God Admits Humans Aren’t His Favorite Creation


In a frank conversation with God, the Creator of the universe, admitted to The Halfway Post that humans aren’t, biologically speaking, anything special.

“I don’t know how humans ever came to the conclusion that they are My favorite species,” said God. “I mean, Medamn, there are only 7 billion of you idiots. You know how many ants there are on Earth? How many amoebas? Hell, there are more germs inside one of you morons than all of humanity put together. And you know about tardigrades? Those things are the s***. Did you know tardigrades can live in the vacuum of outer space? You humans need billions of dollars in technology to go out there for ten seconds. I love how you all think I designed the universe specifically for you. I designed the universe specifically for tardigrades!”

God lit a cigarette and took a long drag.

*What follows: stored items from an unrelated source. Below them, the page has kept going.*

//! Discovery of the script packages available to the hosted application.
//!
//! Two sources feed the module-resolution section of the configuration
//! document: the package manifest bundled inside the standard library archive,
//! and the optional vendor directory under the runtime home. Both are read
//! once per `init` and handed on unchanged.

use std::fmt;

use camino::{Utf8Path, Utf8PathBuf};
use serde::ser::{Serialize, SerializeMap, Serializer};
use wilton_embed_config::{ARCHIVE_PROTO_PREFIX, FILE_PROTO_PREFIX};

mod packages;
mod vendor;

pub use packages::{load_bundled_packages, read_package_manifest};
pub use vendor::scan_vendor_directory;

/// Tagged path telling the module loader where a module's code lives.
#[derive(Debug, Clone, PartialEq, Eq)]
pub enum ModuleLocator {
    /// Load from the filesystem.
    File(Utf8PathBuf),
    /// Load from inside a packaged archive.
    Archive(Utf8PathBuf),
}

impl ModuleLocator {
    /// Locator for a filesystem path.
    #[must_use]
    pub fn file(path: impl Into<Utf8PathBuf>) -> Self {
        Self::File(path.into())
    }

    /// Locator for a packaged archive.
    #[must_use]
    pub fn archive(path: impl Into<Utf8PathBuf>) -> Self {
        Self::Archive(path.into())
    }

    /// Path without its protocol prefix.
    #[must_use]
    pub fn path(&self) -> &Utf8Path {
        match self {
            Self::File(path) | Self::Archive(path) => path,
        }
    }

    const fn prefix(&self) -> &'static str {
        match self {
            Self::File(_) => FILE_PROTO_PREFIX,
            Self::Archive(_) => ARCHIVE_PROTO_PREFIX,
        }
    }
}

impl fmt::Display for ModuleLocator {
    fn fmt(&self, formatter: &mut fmt::Formatter<'_>) -> fmt::Result {
        write!(formatter, "{}{}", self.prefix(), self.path())
    }
}

impl Serialize for ModuleLocator {
    fn serialize<S: Serializer>(&self, serializer: S) -> Result<S::Ok, S::Error> {
        serializer.collect_str(self)
    }
}

/// Logical module names mapped to locators, in emission order.
///
/// Duplicate names are kept; the module loader reads the mapping in order so
/// the last entry for a name wins.
#[derive(Debug, Clone, Default, PartialEq, Eq)]
pub struct ModulePaths {
    entries: Vec<(String, ModuleLocator)>,
}

impl ModulePaths {
    /// Appends an entry.
    pub fn push(&mut self, name: impl Into<String>, locator: ModuleLocator) {
        self.entries.push((name.into(), locator));
    }

    /// Entries in emission order.
    #[must_use]
    pub fn entries(&self) -> &[(String, ModuleLocator)] {
        &self.entries
    }

    /// Locator of the last entry registered under `name`.
    #[must_use]
    pub fn get(&self, name: &str) -> Option<&ModuleLocator> {
        self.entries
            .iter()
            .rev()
            .find(|(candidate, _)| candidate == name)
            .map(|(_, locator)| locator)
    }

    /// Number of entries, duplicates included.
    #[must_use]
    pub fn len(&self) -> usize {
        self.entries.len()
    }

    /// Returns `true` when no entry was emitted.
    #[must_use]
    pub fn is_empty(&self) -> bool {
        self.entries.is_empty()
    }
}

impl Serialize for ModulePaths {
    fn serialize<S: Serializer>(&self, serializer: S) -> Result<S::Ok, S::Error> {
        let mut map = serializer.serialize_map(Some(self.entries.len()))?;
        for (name, locator) in &self.entries {
            map.serialize_entry(name, locator)?;
        }
        map.end()
    }
}
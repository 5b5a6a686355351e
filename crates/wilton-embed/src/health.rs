//! Structured health reporting for embed lifecycle events.

use std::sync::Arc;

use crate::error::{BootstrapError, ModuleLoadError};
use crate::params::ScriptEngine;

/// Observer trait used to surface lifecycle events to telemetry sinks.
pub trait HealthReporter: Send + Sync {
    /// Invoked before argument validation begins.
    fn init_starting(&self);

    /// Invoked after every module has been activated.
    fn init_succeeded(&self, app_name: &str, engine: &ScriptEngine);

    /// Invoked when `init` fails.
    fn init_failed(&self, error: &BootstrapError);

    /// Invoked before a native module is loaded.
    fn module_loading(&self, module: &str);

    /// Invoked after a native module loads.
    fn module_loaded(&self, module: &str);

    /// Invoked when a native module fails to load.
    fn module_failed(&self, error: &ModuleLoadError);

    /// Invoked when the host requests shutdown.
    fn shutdown(&self);
}

impl<T> HealthReporter for Arc<T>
where
    T: HealthReporter + ?Sized,
{
    fn init_starting(&self) {
        (**self).init_starting();
    }

    fn init_succeeded(&self, app_name: &str, engine: &ScriptEngine) {
        (**self).init_succeeded(app_name, engine);
    }

    fn init_failed(&self, error: &BootstrapError) {
        (**self).init_failed(error);
    }

    fn module_loading(&self, module: &str) {
        (**self).module_loading(module);
    }

    fn module_loaded(&self, module: &str) {
        (**self).module_loaded(module);
    }

    fn module_failed(&self, error: &ModuleLoadError) {
        (**self).module_failed(error);
    }

    fn shutdown(&self) {
        (**self).shutdown();
    }
}

/// Default reporter that records lifecycle events using `tracing`.
#[derive(Debug, Default, Clone, Copy)]
pub struct StructuredHealthReporter;

impl StructuredHealthReporter {
    /// Builds a new reporter.
    #[must_use]
    pub const fn new() -> Self {
        Self
    }
}

impl HealthReporter for StructuredHealthReporter {
    fn init_starting(&self) {
        tracing::info!(
            target: "wilton_embed::health",
            event = "init_starting",
            "starting embedded runtime bootstrap"
        );
    }

    fn init_succeeded(&self, app_name: &str, engine: &ScriptEngine) {
        tracing::info!(
            target: "wilton_embed::health",
            event = "init_succeeded",
            app = %app_name,
            engine = %engine,
            "embedded runtime ready"
        );
    }

    fn init_failed(&self, error: &BootstrapError) {
        tracing::error!(
            target: "wilton_embed::health",
            event = "init_failed",
            stage = %error.stage(),
            error = %error,
            "embedded runtime bootstrap failed"
        );
    }

    fn module_loading(&self, module: &str) {
        tracing::info!(
            target: "wilton_embed::health",
            event = "module_loading",
            module = %module,
            "loading native module"
        );
    }

    fn module_loaded(&self, module: &str) {
        tracing::info!(
            target: "wilton_embed::health",
            event = "module_loaded",
            module = %module,
            "native module loaded"
        );
    }

    fn module_failed(&self, error: &ModuleLoadError) {
        tracing::error!(
            target: "wilton_embed::health",
            event = "module_failed",
            module = %error.module(),
            message = %error.message(),
            "native module failed to load"
        );
    }

    fn shutdown(&self) {
        tracing::info!(
            target: "wilton_embed::health",
            event = "shutdown",
            "embedded runtime shutdown requested"
        );
    }
}
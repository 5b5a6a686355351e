//! Embeds a Wilton script runtime inside a foreign host process.
//!
//! The crate bootstraps the runtime from three explicit-length arguments: the
//! runtime home, the script engine to activate, and the application
//! directory. Bootstrap validates both directories, discovers the bundled and
//! vendor script packages, snapshots the process environment, assembles one
//! JSON configuration document, and hands it to the runtime's call-dispatch
//! subsystem. Only after the hand-off succeeds are the native modules
//! activated, in a fixed order: logging, loader, the script engine, and
//! finally signal handling.
//!
//! The native collaborators sit behind traits ([`CallDispatcher`],
//! [`ModuleRegistry`], [`SignalSubsystem`], [`HostBinder`]) so the whole
//! sequence can be driven in-process by tests. [`Embedder`] wraps the sequence
//! in a lifecycle state machine and the `ffi` module exports it as a C ABI.

mod activation;
mod bootstrap;
pub mod boundary;
mod discovery;
mod document;
mod environment;
mod error;
pub mod ffi;
mod health;
mod host;
mod identity;
mod lifecycle;
mod native;
mod params;
mod paths;
mod platform;
mod telemetry;

pub use activation::{ActivationPlan, ActivationStep, ModuleActivator, ModuleRegistry};
pub use bootstrap::{EmbeddedRuntime, bootstrap_with};
pub use discovery::{
    ModuleLocator, ModulePaths, load_bundled_packages, read_package_manifest,
    scan_vendor_directory,
};
pub use document::{CompileTimeOs, ConfigurationDocument, RequireJs, assemble};
pub use environment::{EnvironmentSnapshot, EnvironmentSource, ProcessEnvironment};
pub use error::{
    ActivationError, BootstrapError, CallError, ConfigurationError, DelegateError,
    DiscoveryError, EmbedError, HostError, ModuleLoadError, ParameterError, Stage,
};
pub use health::{HealthReporter, StructuredHealthReporter};
pub use host::{CallDispatcher, Host, HostBinder};
pub use identity::{ApplicationIdentity, resolve as resolve_identity};
pub use lifecycle::{Embedder, LifecycleState};
pub use native::{NativeCore, NativeHostBinder, NativeSignals};
pub use params::{InitRequest, ScriptEngine};
pub use paths::validate as validate_paths;
pub use platform::{PlatformInit, SignalSubsystem};
pub use telemetry::{TelemetryError, TelemetryHandle};

#[cfg(test)]
mod tests;
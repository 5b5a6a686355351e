//! Bundled package manifest stored inside the standard library archive.

use std::fs::File;
use std::io::BufReader;

use camino::Utf8Path;
use serde_json::Value;
use tracing::debug;
use wilton_embed_config::{PACKAGES_MANIFEST_ENTRY, RuntimeLayout, native_module_name};
use zip::ZipArchive;
use zip::result::ZipError;

use crate::activation::ModuleRegistry;
use crate::error::DiscoveryError;

/// Suffix of the native archive reader module.
const ARCHIVE_MODULE: &str = "zip";

/// Activates the archive reader module, then reads the package manifest.
///
/// The archive reader has to be loaded directly because the general module
/// loader is not active yet at this point of the bootstrap.
///
/// # Errors
///
/// Returns [`DiscoveryError`] when the archive reader cannot be loaded or the
/// manifest cannot be read.
pub fn load_bundled_packages(
    layout: &RuntimeLayout,
    registry: &dyn ModuleRegistry,
) -> Result<Vec<Value>, DiscoveryError> {
    registry.load(&native_module_name(ARCHIVE_MODULE), layout.bin_dir())?;
    read_package_manifest(layout.stdlib_archive())
}

/// Reads the package manifest entry of `archive` as a JSON array.
///
/// # Errors
///
/// Returns [`DiscoveryError`] when the archive cannot be opened, the entry is
/// missing, or its contents are not a JSON array.
pub fn read_package_manifest(archive: &Utf8Path) -> Result<Vec<Value>, DiscoveryError> {
    let file = File::open(archive).map_err(|source| DiscoveryError::ArchiveOpen {
        path: archive.to_path_buf(),
        source,
    })?;
    let mut zip =
        ZipArchive::new(BufReader::new(file)).map_err(|source| DiscoveryError::ArchiveRead {
            path: archive.to_path_buf(),
            source,
        })?;
    let entry = match zip.by_name(PACKAGES_MANIFEST_ENTRY) {
        Ok(entry) => entry,
        Err(ZipError::FileNotFound) => {
            return Err(DiscoveryError::ManifestMissing {
                entry: PACKAGES_MANIFEST_ENTRY,
                path: archive.to_path_buf(),
            });
        }
        Err(source) => {
            return Err(DiscoveryError::ArchiveRead {
                path: archive.to_path_buf(),
                source,
            });
        }
    };
    let manifest: Value =
        serde_json::from_reader(entry).map_err(|source| DiscoveryError::ManifestParse {
            entry: PACKAGES_MANIFEST_ENTRY,
            path: archive.to_path_buf(),
            source,
        })?;
    match manifest {
        Value::Array(packages) => {
            debug!(archive = %archive, count = packages.len(), "read bundled package manifest");
            Ok(packages)
        }
        other => Err(DiscoveryError::ManifestNotArray {
            entry: PACKAGES_MANIFEST_ENTRY,
            found: json_type_name(&other),
        }),
    }
}

const fn json_type_name(value: &Value) -> &'static str {
    match value {
        Value::Null => "null",
        Value::Bool(_) => "boolean",
        Value::Number(_) => "number",
        Value::String(_) => "string",
        Value::Array(_) => "array",
        Value::Object(_) => "object",
    }
}
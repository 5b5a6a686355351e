//! Deterministic snapshot of the process environment.
//!
//! Entries are read as raw `NAME=VALUE` bytes, split on every `=`, trimmed,
//! and re-joined so that values containing `=` survive intact. Invalid UTF-8
//! is replaced rather than rejected, and the result is sorted by name.

use std::env;
use std::ffi::OsStr;

use serde::ser::{Serialize, SerializeMap, Serializer};

use crate::error::ConfigurationError;

/// Source of raw `NAME=VALUE` environment entries.
pub trait EnvironmentSource: Send + Sync {
    /// Returns every entry of the environment table.
    fn entries(&self) -> Vec<Vec<u8>>;
}

/// Reads the environment table of the current process.
#[derive(Debug, Default, Clone, Copy)]
pub struct ProcessEnvironment;

impl EnvironmentSource for ProcessEnvironment {
    fn entries(&self) -> Vec<Vec<u8>> {
        env::vars_os()
            .map(|(name, value)| {
                let mut entry = os_bytes(&name);
                entry.push(b'=');
                entry.extend(os_bytes(&value));
                entry
            })
            .collect()
    }
}

#[cfg(unix)]
fn os_bytes(value: &OsStr) -> Vec<u8> {
    use std::os::unix::ffi::OsStrExt;
    value.as_bytes().to_vec()
}

#[cfg(not(unix))]
fn os_bytes(value: &OsStr) -> Vec<u8> {
    value.to_string_lossy().into_owned().into_bytes()
}

fn sanitise(bytes: &[u8]) -> String {
    String::from_utf8_lossy(bytes.trim_ascii()).into_owned()
}

fn value_from_fragments(parts: &[&[u8]]) -> Result<String, ConfigurationError> {
    let Some((_, fragments)) = parts.split_first() else {
        return Err(ConfigurationError::EnvironmentEntry { parts: parts.len() });
    };
    let Some((first, rest)) = fragments.split_first() else {
        return Err(ConfigurationError::EnvironmentEntry { parts: parts.len() });
    };
    let mut value = first.trim_ascii().to_vec();
    for fragment in rest {
        value.push(b'=');
        value.extend_from_slice(fragment.trim_ascii());
    }
    Ok(String::from_utf8_lossy(&value).into_owned())
}

/// Sorted, UTF-8 clean copy of the environment table.
#[derive(Debug, Clone, Default, PartialEq, Eq)]
pub struct EnvironmentSnapshot {
    variables: Vec<(String, String)>,
}

impl EnvironmentSnapshot {
    /// Captures the entries exposed by `source`.
    ///
    /// # Errors
    ///
    /// Returns [`ConfigurationError::EnvironmentEntry`] when an entry splits
    /// into fewer than two fragments.
    pub fn capture(source: &dyn EnvironmentSource) -> Result<Self, ConfigurationError> {
        Self::from_entries(source.entries())
    }

    /// Builds a snapshot from raw `NAME=VALUE` entries.
    ///
    /// Entries without `=` are discarded.
    ///
    /// # Errors
    ///
    /// Returns [`ConfigurationError::EnvironmentEntry`] when an entry splits
    /// into fewer than two fragments.
    pub fn from_entries<I, E>(entries: I) -> Result<Self, ConfigurationError>
    where
        I: IntoIterator<Item = E>,
        E: AsRef<[u8]>,
    {
        let mut variables = Vec::new();
        for entry in entries {
            let entry = entry.as_ref();
            if !entry.contains(&b'=') {
                continue;
            }
            let parts: Vec<&[u8]> = entry.split(|byte| *byte == b'=').collect();
            let name = parts
                .first()
                .map(|raw| sanitise(raw))
                .unwrap_or_default();
            let value = value_from_fragments(&parts)?;
            variables.push((name, value));
        }
        variables.sort_by(|left, right| left.0.cmp(&right.0));
        Ok(Self { variables })
    }

    /// Variables in name order.
    #[must_use]
    pub fn variables(&self) -> &[(String, String)] {
        &self.variables
    }

    /// Looks up a variable by name.
    #[must_use]
    pub fn get(&self, name: &str) -> Option<&str> {
        self.variables
            .iter()
            .find(|(candidate, _)| candidate == name)
            .map(|(_, value)| value.as_str())
    }

    /// Number of captured variables.
    #[must_use]
    pub fn len(&self) -> usize {
        self.variables.len()
    }

    /// Returns `true` when nothing was captured.
    #[must_use]
    pub fn is_empty(&self) -> bool {
        self.variables.is_empty()
    }
}

impl Serialize for EnvironmentSnapshot {
    fn serialize<S: Serializer>(&self, serializer: S) -> Result<S::Ok, S::Error> {
        let mut map = serializer.serialize_map(Some(self.variables.len()))?;
        for (name, value) in &self.variables {
            map.serialize_entry(name, value)?;
        }
        map.end()
    }
}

“You humans are always sucking yourselves off anthropocentrically,” He said. “No offense, but I was pretty tired when I thought up Homo sapiens, and I’m not exactly proud. I totally forgot to take out the tailbone and wisdom teeth because I had been drinking that night, and I phoned it in. No cool features. You have no fangs, wings, shells, hyper-acidic digestive systems, stinky scent glands, dynamic bladders for depth control, echolocation, electroreception, jet propulsion, bioluminescence… nothing. I’m embarrassed to take credit.”

When the Halfway Post reporter suggested God was being hard on Himself, God disagreed and said that He was just being honest.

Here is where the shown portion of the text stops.